From the entries that follow, copy every line with the word "BinaryOp".

····················

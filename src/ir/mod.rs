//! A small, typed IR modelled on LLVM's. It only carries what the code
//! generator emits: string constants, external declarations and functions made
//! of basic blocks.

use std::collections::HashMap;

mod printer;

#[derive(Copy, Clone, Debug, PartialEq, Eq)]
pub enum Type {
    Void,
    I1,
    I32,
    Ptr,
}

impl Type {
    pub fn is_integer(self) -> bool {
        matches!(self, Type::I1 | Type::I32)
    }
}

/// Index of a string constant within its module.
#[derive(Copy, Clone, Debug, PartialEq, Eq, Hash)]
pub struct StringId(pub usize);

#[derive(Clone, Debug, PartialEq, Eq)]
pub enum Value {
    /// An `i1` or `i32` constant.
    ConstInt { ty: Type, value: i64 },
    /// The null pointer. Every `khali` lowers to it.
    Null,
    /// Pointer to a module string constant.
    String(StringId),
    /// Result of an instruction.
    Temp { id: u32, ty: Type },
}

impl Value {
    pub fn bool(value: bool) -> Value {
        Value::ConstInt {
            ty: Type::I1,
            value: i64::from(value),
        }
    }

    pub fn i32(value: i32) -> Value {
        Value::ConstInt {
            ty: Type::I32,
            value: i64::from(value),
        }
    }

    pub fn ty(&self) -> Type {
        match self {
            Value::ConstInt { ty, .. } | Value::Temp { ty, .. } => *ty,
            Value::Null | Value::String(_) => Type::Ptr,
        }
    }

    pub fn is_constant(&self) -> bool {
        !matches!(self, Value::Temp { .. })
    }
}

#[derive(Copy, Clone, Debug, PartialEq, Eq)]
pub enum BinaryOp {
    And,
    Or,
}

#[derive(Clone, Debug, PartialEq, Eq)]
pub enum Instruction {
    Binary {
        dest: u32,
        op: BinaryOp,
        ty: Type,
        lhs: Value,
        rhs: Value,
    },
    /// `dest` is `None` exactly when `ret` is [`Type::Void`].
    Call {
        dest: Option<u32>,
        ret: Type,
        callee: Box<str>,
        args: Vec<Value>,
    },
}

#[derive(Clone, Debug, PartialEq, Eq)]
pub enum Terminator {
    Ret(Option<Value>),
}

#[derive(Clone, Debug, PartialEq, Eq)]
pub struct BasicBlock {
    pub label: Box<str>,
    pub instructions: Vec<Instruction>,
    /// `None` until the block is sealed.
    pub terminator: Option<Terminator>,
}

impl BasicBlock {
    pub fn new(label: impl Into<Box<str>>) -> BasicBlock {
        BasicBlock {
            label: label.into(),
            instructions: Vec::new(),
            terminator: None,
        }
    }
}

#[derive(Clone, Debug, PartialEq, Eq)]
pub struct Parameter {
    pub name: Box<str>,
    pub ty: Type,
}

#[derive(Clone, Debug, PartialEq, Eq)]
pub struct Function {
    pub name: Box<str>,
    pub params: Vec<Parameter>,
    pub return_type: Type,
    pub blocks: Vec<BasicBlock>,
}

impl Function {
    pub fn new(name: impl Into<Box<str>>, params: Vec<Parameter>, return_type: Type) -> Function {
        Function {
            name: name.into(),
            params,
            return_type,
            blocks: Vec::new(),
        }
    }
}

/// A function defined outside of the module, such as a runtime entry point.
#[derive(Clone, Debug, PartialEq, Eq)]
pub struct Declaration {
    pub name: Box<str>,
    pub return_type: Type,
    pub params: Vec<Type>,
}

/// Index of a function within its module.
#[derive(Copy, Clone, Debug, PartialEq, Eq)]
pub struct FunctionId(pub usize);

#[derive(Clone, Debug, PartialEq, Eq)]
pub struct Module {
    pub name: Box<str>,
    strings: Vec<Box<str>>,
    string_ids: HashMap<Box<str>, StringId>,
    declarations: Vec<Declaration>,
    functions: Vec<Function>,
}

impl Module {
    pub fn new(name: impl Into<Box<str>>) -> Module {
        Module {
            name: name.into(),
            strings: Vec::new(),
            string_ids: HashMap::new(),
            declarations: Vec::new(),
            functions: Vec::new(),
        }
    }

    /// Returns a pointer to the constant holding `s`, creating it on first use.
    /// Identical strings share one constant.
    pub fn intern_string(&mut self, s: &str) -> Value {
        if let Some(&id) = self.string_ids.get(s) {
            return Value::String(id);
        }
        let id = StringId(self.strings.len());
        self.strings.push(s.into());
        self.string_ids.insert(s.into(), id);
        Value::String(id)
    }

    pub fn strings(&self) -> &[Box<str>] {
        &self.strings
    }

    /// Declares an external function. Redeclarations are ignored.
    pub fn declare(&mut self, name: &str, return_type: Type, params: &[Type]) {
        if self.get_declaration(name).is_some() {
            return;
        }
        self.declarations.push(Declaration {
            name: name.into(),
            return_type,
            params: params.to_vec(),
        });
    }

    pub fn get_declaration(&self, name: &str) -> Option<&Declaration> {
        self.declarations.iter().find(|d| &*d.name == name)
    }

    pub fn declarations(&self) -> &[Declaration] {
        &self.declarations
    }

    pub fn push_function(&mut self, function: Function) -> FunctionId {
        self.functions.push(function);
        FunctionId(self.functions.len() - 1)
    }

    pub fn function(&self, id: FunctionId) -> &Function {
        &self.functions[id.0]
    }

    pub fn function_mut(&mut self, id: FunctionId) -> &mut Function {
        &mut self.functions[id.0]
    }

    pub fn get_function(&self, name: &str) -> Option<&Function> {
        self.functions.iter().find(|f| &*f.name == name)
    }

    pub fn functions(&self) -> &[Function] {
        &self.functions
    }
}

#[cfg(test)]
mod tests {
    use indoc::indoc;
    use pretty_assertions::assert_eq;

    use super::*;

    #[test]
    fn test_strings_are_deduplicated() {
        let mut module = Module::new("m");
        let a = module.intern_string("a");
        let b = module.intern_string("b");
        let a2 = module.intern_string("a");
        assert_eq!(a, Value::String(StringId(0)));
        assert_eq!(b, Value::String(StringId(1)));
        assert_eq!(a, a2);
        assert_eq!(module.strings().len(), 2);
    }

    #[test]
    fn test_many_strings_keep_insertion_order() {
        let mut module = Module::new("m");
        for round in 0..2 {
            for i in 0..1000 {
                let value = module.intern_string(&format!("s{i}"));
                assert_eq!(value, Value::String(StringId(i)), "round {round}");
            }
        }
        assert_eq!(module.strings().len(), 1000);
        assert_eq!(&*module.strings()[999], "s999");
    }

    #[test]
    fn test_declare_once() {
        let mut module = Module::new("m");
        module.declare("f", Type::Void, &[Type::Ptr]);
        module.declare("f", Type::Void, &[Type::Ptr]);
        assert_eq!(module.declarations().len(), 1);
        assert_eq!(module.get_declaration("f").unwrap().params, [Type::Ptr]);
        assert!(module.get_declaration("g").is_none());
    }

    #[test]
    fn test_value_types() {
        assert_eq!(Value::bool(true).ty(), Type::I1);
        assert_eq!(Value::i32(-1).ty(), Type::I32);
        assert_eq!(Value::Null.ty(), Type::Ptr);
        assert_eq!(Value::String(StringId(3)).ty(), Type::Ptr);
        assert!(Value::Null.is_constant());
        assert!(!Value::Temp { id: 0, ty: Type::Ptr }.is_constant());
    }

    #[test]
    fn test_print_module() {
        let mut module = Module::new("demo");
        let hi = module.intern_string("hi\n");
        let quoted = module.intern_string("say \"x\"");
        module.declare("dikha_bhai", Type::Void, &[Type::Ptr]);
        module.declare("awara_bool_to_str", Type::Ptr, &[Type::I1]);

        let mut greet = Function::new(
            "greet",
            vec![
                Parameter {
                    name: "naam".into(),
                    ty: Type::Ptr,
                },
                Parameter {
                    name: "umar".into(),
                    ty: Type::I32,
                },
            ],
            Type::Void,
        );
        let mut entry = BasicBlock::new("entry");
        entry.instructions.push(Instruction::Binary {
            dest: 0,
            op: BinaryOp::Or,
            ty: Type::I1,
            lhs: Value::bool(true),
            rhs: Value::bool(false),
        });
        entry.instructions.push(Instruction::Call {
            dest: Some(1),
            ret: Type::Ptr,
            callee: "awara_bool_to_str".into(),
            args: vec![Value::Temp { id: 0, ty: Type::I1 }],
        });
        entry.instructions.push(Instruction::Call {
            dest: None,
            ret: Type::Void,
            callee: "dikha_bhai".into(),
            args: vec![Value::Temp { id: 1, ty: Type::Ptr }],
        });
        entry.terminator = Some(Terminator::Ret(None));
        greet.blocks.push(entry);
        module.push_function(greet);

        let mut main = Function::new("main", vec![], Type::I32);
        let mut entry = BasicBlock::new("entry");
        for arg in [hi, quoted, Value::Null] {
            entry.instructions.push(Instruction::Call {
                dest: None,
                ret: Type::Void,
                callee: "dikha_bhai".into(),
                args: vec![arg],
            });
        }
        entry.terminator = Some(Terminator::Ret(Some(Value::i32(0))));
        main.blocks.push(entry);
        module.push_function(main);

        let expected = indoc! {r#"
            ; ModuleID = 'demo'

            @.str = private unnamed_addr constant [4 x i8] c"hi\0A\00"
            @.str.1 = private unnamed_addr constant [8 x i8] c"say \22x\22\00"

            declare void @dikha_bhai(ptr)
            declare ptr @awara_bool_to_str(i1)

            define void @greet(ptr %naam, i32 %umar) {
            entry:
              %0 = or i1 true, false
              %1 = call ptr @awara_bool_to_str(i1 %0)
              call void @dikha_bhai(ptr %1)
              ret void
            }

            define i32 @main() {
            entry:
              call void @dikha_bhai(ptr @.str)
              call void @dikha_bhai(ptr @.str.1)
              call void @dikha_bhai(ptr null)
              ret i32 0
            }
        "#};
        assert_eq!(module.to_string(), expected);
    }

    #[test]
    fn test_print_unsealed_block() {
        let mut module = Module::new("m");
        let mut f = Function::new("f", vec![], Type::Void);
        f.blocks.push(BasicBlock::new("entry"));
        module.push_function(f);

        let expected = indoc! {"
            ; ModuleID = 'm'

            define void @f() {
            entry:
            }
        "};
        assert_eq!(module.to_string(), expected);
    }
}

····················

*Problem solution*.
pub enum BinaryOp {
        op: BinaryOp,
            op: BinaryOp::Or,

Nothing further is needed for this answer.